━━━ DATA EXTRACT

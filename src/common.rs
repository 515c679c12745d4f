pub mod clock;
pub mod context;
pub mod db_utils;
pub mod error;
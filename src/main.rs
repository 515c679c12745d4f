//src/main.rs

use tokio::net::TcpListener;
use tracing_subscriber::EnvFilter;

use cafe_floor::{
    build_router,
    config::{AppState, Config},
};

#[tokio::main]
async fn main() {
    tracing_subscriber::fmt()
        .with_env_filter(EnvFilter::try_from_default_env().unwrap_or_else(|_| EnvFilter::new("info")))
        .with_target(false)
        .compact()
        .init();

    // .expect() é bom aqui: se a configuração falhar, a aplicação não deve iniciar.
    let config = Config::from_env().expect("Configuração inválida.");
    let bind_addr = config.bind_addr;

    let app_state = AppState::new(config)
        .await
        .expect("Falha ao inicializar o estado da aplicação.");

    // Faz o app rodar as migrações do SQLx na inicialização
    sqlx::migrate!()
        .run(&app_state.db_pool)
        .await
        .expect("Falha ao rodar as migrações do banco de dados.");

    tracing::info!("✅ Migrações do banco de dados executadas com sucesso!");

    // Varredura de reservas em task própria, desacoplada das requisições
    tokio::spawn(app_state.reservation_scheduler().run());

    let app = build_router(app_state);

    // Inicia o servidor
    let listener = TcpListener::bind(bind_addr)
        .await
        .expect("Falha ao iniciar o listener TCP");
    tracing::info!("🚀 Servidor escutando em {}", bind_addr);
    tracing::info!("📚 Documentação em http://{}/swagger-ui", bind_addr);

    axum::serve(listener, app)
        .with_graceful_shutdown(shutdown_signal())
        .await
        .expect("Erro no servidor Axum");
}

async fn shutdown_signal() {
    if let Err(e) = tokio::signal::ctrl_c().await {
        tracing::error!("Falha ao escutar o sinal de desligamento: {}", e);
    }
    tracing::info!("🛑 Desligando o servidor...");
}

━━━━━━

A complete, exact transcription of the data above is required.

filename src/common.rs
repository 515c679c12745d4f
pub mod clock;
pub mod context;
pub mod db_utils;
pub mod error;
filename src/main.rs
repository 515c679c12745d4f
//src/main.rs

use tokio::net::TcpListener;
use tracing_subscriber::EnvFilter;

use cafe_floor::{
    build_router,
    config::{AppState, Config},
};

#[tokio::main]
async fn main() {
    tracing_subscriber::fmt()
        .with_env_filter(EnvFilter::try_from_default_env().unwrap_or_else(|_| EnvFilter::new("info")))
        .with_target(false)
        .compact()
        .init();

    // .expect() é bom aqui: se a configuração falhar, a aplicação não deve iniciar.
    let config = Config::from_env().expect("Configuração inválida.");
    let bind_addr = config.bind_addr;

    let app_state = AppState::new(config)
        .await
        .expect("Falha ao inicializar o estado da aplicação.");

    // Faz o app rodar as migrações do SQLx na inicialização
    sqlx::migrate!()
        .run(&app_state.db_pool)
        .await
        .expect("Falha ao rodar as migrações do banco de dados.");

    tracing::info!("✅ Migrações do banco de dados executadas com sucesso!");

    // Varredura de reservas em task própria, desacoplada das requisições
    tokio::spawn(app_state.reservation_scheduler().run());

    let app = build_router(app_state);

    // Inicia o servidor
    let listener = TcpListener::bind(bind_addr)
        .await
        .expect("Falha ao iniciar o listener TCP");
    tracing::info!("🚀 Servidor escutando em {}", bind_addr);
    tracing::info!("📚 Documentação em http://{}/swagger-ui", bind_addr);

    axum::serve(listener, app)
        .with_graceful_shutdown(shutdown_signal())
        .await
        .expect("Erro no servidor Axum");
}

async fn shutdown_signal() {
    if let Err(e) = tokio::signal::ctrl_c().await {
        tracing::error!("Falha ao escutar o sinal de desligamento: {}", e);
    }
    tracing::info!("🛑 Desligando o servidor...");
}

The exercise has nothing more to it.